SOURCE MATERIAL –

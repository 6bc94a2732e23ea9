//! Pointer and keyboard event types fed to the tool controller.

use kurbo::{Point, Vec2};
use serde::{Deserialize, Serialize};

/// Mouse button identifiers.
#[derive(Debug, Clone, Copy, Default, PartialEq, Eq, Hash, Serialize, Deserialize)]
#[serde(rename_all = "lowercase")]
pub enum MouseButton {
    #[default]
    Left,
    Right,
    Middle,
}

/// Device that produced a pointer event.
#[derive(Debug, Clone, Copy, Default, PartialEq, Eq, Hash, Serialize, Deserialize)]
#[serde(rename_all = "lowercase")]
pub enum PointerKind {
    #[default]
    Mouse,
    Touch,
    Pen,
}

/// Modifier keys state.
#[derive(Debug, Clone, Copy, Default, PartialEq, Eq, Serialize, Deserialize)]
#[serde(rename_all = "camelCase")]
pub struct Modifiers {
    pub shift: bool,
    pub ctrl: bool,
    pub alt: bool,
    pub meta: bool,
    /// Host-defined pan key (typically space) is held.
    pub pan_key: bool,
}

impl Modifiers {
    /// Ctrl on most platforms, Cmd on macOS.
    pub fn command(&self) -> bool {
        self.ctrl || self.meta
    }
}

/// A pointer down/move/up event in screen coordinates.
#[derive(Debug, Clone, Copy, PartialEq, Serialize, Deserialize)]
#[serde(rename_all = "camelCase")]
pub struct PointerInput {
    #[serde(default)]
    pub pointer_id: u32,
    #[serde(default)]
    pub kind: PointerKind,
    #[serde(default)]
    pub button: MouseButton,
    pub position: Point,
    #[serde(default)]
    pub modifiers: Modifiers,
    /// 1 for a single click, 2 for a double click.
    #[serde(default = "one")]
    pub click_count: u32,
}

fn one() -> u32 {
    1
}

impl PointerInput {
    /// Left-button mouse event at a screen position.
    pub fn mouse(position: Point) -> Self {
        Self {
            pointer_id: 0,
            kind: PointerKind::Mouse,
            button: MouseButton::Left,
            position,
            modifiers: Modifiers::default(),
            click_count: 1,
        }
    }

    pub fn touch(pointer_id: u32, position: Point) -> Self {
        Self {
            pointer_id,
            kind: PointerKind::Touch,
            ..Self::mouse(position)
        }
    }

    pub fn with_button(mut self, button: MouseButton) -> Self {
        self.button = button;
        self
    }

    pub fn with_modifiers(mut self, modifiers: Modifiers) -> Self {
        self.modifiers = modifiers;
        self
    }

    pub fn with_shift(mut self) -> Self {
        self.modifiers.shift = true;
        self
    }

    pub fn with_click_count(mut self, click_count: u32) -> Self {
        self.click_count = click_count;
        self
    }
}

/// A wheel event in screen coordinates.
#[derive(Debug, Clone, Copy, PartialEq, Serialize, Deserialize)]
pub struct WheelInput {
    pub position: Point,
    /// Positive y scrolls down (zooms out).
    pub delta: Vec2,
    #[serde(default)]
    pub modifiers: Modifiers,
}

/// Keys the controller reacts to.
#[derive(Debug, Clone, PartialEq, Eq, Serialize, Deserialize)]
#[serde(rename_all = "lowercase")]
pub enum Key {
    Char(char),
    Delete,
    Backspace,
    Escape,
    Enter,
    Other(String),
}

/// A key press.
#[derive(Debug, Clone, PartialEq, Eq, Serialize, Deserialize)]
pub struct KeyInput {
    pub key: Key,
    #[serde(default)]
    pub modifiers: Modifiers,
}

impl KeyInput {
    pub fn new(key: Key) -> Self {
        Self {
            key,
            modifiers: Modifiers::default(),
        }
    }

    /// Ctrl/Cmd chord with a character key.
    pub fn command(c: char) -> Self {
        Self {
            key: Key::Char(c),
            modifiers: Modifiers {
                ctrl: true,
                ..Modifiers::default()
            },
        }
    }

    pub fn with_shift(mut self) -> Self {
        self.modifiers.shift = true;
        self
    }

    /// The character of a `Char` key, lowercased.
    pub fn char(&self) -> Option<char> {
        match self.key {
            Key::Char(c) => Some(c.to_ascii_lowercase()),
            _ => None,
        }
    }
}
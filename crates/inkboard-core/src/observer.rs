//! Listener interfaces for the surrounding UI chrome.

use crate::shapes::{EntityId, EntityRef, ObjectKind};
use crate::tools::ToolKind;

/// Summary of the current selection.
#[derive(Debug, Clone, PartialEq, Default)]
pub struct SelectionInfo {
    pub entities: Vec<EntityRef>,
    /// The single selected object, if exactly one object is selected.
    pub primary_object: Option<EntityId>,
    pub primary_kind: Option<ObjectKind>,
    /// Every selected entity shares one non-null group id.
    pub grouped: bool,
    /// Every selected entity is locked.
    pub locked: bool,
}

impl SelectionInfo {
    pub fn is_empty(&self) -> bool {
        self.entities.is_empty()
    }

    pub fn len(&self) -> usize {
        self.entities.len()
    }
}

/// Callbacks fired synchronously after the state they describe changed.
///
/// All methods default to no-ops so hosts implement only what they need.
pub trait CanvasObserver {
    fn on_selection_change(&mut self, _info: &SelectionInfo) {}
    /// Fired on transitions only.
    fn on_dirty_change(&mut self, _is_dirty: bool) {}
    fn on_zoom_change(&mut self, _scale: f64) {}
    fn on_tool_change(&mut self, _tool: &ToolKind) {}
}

EXERCISE DESCRIPTION – Every line from the line containing "Mouse button identifiers." through the line containing "Cmd on macOS." in the records above must be retyped exactly. Leave out the rest.

TASK ANSWER –
/// Mouse button identifiers.
#[derive(Debug, Clone, Copy, Default, PartialEq, Eq, Hash, Serialize, Deserialize)]
#[serde(rename_all = "lowercase")]
pub enum MouseButton {
    #[default]
    Left,
    Right,
    Middle,
}

/// Device that produced a pointer event.
#[derive(Debug, Clone, Copy, Default, PartialEq, Eq, Hash, Serialize, Deserialize)]
#[serde(rename_all = "lowercase")]
pub enum PointerKind {
    #[default]
    Mouse,
    Touch,
    Pen,
}

/// Modifier keys state.
#[derive(Debug, Clone, Copy, Default, PartialEq, Eq, Serialize, Deserialize)]
#[serde(rename_all = "camelCase")]
pub struct Modifiers {
    pub shift: bool,
    pub ctrl: bool,
    pub alt: bool,
    pub meta: bool,
    /// Host-defined pan key (typically space) is held.
    pub pan_key: bool,
}

impl Modifiers {
    /// Ctrl on most platforms, Cmd on macOS.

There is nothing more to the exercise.